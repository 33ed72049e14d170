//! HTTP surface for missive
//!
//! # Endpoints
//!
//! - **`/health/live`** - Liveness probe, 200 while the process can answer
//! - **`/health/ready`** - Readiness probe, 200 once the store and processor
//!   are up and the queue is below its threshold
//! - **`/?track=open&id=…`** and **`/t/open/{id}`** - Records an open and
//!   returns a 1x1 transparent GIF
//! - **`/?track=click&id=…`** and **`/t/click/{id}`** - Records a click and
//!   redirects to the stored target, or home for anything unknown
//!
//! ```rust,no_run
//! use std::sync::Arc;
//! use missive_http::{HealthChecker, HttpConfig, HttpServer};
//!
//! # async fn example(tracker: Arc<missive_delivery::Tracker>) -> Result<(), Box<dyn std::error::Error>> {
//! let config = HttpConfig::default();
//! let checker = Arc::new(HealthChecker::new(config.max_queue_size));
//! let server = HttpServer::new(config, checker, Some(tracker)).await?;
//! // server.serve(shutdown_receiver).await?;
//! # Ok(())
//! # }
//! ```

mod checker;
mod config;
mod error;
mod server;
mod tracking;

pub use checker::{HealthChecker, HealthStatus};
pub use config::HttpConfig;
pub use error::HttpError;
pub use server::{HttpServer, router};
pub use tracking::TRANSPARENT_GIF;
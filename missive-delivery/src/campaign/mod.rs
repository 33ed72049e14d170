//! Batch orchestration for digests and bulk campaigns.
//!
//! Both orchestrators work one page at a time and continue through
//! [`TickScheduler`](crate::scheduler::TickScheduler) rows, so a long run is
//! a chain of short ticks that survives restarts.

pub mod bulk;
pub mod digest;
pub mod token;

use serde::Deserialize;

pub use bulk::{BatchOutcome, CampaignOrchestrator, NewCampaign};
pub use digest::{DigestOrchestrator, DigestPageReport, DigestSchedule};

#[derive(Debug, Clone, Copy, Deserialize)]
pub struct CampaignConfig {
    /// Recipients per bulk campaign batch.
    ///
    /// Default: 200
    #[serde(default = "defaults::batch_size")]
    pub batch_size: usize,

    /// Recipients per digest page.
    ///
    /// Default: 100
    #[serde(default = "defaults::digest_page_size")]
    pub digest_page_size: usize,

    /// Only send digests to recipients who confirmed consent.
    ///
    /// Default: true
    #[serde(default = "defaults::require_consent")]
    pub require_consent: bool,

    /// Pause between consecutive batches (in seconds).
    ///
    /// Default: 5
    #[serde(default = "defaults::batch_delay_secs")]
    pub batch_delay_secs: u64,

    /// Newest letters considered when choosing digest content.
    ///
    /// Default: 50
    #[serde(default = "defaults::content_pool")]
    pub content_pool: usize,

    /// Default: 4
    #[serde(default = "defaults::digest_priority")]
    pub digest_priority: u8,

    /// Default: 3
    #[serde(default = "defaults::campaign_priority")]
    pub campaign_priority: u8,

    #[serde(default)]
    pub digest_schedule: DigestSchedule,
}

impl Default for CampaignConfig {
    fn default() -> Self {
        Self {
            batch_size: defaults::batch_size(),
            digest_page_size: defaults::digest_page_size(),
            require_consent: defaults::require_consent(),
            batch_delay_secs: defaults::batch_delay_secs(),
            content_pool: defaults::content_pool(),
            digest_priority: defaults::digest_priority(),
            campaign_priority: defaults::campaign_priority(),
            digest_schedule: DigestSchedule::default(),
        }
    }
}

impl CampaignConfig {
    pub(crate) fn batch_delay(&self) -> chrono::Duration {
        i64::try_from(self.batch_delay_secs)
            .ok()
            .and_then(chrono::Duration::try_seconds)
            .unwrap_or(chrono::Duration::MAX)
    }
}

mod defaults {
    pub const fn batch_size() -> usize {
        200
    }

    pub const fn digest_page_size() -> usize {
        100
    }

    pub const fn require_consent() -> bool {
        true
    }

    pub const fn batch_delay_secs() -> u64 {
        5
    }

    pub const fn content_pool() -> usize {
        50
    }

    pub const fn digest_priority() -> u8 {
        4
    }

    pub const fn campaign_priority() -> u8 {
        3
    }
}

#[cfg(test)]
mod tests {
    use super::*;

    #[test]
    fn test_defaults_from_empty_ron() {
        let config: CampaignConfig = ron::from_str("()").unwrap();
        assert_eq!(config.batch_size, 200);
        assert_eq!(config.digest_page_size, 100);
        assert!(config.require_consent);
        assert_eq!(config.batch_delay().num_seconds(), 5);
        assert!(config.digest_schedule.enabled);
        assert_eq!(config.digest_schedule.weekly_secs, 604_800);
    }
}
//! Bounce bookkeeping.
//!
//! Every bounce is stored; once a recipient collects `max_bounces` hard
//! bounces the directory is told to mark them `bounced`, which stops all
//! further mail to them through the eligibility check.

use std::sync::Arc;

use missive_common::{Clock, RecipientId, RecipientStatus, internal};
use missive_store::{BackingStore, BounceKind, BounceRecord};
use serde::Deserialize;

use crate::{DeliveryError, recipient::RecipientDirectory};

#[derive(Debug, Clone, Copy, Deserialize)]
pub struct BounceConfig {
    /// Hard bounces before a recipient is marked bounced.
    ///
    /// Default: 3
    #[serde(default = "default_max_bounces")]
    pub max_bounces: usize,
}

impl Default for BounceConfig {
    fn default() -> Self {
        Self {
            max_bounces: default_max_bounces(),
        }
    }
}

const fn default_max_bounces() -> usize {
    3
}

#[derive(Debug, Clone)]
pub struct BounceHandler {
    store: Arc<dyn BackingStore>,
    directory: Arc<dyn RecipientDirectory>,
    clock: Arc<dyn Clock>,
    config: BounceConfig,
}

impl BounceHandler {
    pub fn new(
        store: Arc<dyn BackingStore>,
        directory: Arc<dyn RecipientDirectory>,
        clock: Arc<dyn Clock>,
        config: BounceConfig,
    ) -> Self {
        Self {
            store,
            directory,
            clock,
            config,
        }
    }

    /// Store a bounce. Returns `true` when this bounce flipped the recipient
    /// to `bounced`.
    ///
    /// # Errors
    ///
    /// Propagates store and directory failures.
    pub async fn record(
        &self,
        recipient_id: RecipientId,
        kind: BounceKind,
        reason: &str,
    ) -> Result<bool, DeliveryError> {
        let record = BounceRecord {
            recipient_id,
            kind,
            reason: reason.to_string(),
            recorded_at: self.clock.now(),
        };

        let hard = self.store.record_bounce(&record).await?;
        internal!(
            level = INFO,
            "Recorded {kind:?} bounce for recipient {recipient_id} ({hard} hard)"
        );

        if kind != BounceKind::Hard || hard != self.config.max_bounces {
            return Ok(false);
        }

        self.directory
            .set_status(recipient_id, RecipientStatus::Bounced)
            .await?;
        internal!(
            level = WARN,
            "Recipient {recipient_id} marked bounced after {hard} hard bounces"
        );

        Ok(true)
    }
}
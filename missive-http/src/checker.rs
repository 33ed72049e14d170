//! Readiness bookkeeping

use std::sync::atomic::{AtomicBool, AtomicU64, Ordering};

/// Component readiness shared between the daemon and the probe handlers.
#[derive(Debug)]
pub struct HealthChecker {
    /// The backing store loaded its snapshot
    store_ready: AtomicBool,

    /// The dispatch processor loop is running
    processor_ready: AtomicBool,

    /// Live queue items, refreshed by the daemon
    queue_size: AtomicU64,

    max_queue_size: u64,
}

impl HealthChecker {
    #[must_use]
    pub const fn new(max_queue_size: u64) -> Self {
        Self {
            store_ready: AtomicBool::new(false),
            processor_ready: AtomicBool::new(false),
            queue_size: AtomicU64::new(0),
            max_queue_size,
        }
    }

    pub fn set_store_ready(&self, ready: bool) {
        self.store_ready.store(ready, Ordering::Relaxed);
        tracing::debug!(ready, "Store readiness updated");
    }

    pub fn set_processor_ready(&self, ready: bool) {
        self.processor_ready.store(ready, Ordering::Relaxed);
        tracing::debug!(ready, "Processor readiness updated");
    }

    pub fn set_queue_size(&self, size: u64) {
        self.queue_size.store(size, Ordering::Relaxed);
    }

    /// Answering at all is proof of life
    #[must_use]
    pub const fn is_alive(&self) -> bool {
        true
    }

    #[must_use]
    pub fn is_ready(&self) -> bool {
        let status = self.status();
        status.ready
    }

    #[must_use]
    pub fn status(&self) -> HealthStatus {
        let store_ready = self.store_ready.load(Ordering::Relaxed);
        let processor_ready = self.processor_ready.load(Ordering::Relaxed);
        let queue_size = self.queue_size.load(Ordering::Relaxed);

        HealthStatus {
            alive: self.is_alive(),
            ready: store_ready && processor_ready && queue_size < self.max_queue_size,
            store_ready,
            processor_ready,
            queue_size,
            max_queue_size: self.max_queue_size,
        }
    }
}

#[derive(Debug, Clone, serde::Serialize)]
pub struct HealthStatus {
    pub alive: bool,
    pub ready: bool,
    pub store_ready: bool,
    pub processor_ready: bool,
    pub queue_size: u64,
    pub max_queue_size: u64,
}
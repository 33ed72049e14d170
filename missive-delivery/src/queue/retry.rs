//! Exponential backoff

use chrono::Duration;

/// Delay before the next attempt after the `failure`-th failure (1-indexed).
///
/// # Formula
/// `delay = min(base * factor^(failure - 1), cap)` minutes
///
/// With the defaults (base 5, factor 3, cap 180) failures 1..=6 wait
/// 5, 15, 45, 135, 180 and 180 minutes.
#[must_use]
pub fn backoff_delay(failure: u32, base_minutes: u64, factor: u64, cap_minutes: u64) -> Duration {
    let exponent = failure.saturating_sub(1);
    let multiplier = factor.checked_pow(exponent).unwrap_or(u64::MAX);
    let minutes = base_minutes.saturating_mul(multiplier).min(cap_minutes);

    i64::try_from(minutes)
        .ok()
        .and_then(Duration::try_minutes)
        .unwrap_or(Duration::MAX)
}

•••

Task statement: Give a count of the lines above that include the word "true", and add nothing to it.

Output for this exercise: 5